## YOUR GOAL
Could you output each line of the data that follows exactly?

--

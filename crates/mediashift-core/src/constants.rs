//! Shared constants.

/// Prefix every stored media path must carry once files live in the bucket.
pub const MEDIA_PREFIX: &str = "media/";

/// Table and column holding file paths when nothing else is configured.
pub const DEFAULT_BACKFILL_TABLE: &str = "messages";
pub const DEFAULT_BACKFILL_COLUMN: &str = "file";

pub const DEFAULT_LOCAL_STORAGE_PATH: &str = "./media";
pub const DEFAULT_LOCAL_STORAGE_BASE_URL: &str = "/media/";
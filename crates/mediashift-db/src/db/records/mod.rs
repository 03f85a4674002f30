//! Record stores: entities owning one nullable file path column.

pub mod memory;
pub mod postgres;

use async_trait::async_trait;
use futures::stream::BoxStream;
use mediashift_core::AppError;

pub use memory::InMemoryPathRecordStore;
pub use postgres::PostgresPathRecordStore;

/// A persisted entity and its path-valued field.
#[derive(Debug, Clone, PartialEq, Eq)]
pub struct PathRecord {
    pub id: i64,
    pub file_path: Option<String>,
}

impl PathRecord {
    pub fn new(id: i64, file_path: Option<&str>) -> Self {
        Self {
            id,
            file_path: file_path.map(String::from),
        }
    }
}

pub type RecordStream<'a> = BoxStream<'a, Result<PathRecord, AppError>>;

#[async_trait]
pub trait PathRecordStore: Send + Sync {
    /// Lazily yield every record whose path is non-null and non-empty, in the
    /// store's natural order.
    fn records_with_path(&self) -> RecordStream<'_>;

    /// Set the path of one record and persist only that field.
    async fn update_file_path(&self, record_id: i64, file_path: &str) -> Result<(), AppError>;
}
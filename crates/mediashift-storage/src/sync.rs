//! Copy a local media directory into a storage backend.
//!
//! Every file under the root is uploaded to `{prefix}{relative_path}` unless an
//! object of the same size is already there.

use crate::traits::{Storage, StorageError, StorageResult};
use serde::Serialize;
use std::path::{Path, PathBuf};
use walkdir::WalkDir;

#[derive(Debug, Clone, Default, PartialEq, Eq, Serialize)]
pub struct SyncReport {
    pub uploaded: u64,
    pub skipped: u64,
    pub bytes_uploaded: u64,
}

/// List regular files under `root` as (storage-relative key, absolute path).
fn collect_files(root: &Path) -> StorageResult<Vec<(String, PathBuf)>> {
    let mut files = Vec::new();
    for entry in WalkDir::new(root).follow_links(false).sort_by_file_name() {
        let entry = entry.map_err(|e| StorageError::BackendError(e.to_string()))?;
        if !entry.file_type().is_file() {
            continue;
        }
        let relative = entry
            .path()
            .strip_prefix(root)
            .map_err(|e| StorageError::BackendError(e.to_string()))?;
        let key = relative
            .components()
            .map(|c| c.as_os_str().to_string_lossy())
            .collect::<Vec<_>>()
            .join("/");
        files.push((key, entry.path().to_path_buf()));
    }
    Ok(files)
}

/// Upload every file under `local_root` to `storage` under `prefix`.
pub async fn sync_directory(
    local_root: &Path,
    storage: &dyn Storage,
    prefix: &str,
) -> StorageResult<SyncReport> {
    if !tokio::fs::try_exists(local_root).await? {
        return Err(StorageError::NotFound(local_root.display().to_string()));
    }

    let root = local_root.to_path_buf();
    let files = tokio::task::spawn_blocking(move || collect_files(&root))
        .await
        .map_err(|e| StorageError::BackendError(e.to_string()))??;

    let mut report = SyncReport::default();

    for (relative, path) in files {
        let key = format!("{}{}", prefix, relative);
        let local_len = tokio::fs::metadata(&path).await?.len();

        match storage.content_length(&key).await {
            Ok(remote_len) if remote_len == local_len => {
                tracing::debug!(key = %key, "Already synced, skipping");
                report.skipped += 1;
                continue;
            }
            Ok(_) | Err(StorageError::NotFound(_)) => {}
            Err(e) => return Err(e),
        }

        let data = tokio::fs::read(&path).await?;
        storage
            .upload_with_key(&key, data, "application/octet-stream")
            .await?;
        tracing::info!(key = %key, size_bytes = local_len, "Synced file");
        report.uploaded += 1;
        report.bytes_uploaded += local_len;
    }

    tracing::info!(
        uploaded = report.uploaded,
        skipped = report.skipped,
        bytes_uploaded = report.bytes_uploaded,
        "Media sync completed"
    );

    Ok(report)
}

--

## RESULT
filename crates/mediashift-core/src/constants.rs
//! Shared constants.

/// Prefix every stored media path must carry once files live in the bucket.
pub const MEDIA_PREFIX: &str = "media/";

/// Table and column holding file paths when nothing else is configured.
pub const DEFAULT_BACKFILL_TABLE: &str = "messages";
pub const DEFAULT_BACKFILL_COLUMN: &str = "file";

pub const DEFAULT_LOCAL_STORAGE_PATH: &str = "./media";
pub const DEFAULT_LOCAL_STORAGE_BASE_URL: &str = "/media/";
filename crates/mediashift-db/src/db/records/mod.rs
repository 03f85a4674002f30
//! Record stores: entities owning one nullable file path column.

pub mod memory;
pub mod postgres;

use async_trait::async_trait;
use futures::stream::BoxStream;
use mediashift_core::AppError;

pub use memory::InMemoryPathRecordStore;
pub use postgres::PostgresPathRecordStore;

/// A persisted entity and its path-valued field.
#[derive(Debug, Clone, PartialEq, Eq)]
pub struct PathRecord {
    pub id: i64,
    pub file_path: Option<String>,
}

impl PathRecord {
    pub fn new(id: i64, file_path: Option<&str>) -> Self {
        Self {
            id,
            file_path: file_path.map(String::from),
        }
    }
}

pub type RecordStream<'a> = BoxStream<'a, Result<PathRecord, AppError>>;

#[async_trait]
pub trait PathRecordStore: Send + Sync {
    /// Lazily yield every record whose path is non-null and non-empty, in the
    /// store's natural order.
    fn records_with_path(&self) -> RecordStream<'_>;

    /// Set the path of one record and persist only that field.
    async fn update_file_path(&self, record_id: i64, file_path: &str) -> Result<(), AppError>;
}
filename crates/mediashift-storage/src/sync.rs
//! Copy a local media directory into a storage backend.
//!
//! Every file under the root is uploaded to `{prefix}{relative_path}` unless an
//! object of the same size is already there.

use crate::traits::{Storage, StorageError, StorageResult};
use serde::Serialize;
use std::path::{Path, PathBuf};
use walkdir::WalkDir;

#[derive(Debug, Clone, Default, PartialEq, Eq, Serialize)]
pub struct SyncReport {
    pub uploaded: u64,
    pub skipped: u64,
    pub bytes_uploaded: u64,
}

/// List regular files under `root` as (storage-relative key, absolute path).
fn collect_files(root: &Path) -> StorageResult<Vec<(String, PathBuf)>> {
    let mut files = Vec::new();
    for entry in WalkDir::new(root).follow_links(false).sort_by_file_name() {
        let entry = entry.map_err(|e| StorageError::BackendError(e.to_string()))?;
        if !entry.file_type().is_file() {
            continue;
        }
        let relative = entry
            .path()
            .strip_prefix(root)
            .map_err(|e| StorageError::BackendError(e.to_string()))?;
        let key = relative
            .components()
            .map(|c| c.as_os_str().to_string_lossy())
            .collect::<Vec<_>>()
            .join("/");
        files.push((key, entry.path().to_path_buf()));
    }
    Ok(files)
}

/// Upload every file under `local_root` to `storage` under `prefix`.
pub async fn sync_directory(
    local_root: &Path,
    storage: &dyn Storage,
    prefix: &str,
) -> StorageResult<SyncReport> {
    if !tokio::fs::try_exists(local_root).await? {
        return Err(StorageError::NotFound(local_root.display().to_string()));
    }

    let root = local_root.to_path_buf();
    let files = tokio::task::spawn_blocking(move || collect_files(&root))
        .await
        .map_err(|e| StorageError::BackendError(e.to_string()))??;

    let mut report = SyncReport::default();

    for (relative, path) in files {
        let key = format!("{}{}", prefix, relative);
        let local_len = tokio::fs::metadata(&path).await?.len();

        match storage.content_length(&key).await {
            Ok(remote_len) if remote_len == local_len => {
                tracing::debug!(key = %key, "Already synced, skipping");
                report.skipped += 1;
                continue;
            }
            Ok(_) | Err(StorageError::NotFound(_)) => {}
            Err(e) => return Err(e),
        }

        let data = tokio::fs::read(&path).await?;
        storage
            .upload_with_key(&key, data, "application/octet-stream")
            .await?;
        tracing::info!(key = %key, size_bytes = local_len, "Synced file");
        report.uploaded += 1;
        report.bytes_uploaded += local_len;
    }

    tracing::info!(
        uploaded = report.uploaded,
        skipped = report.skipped,
        bytes_uploaded = report.bytes_uploaded,
        "Media sync completed"
    );

    Ok(report)
}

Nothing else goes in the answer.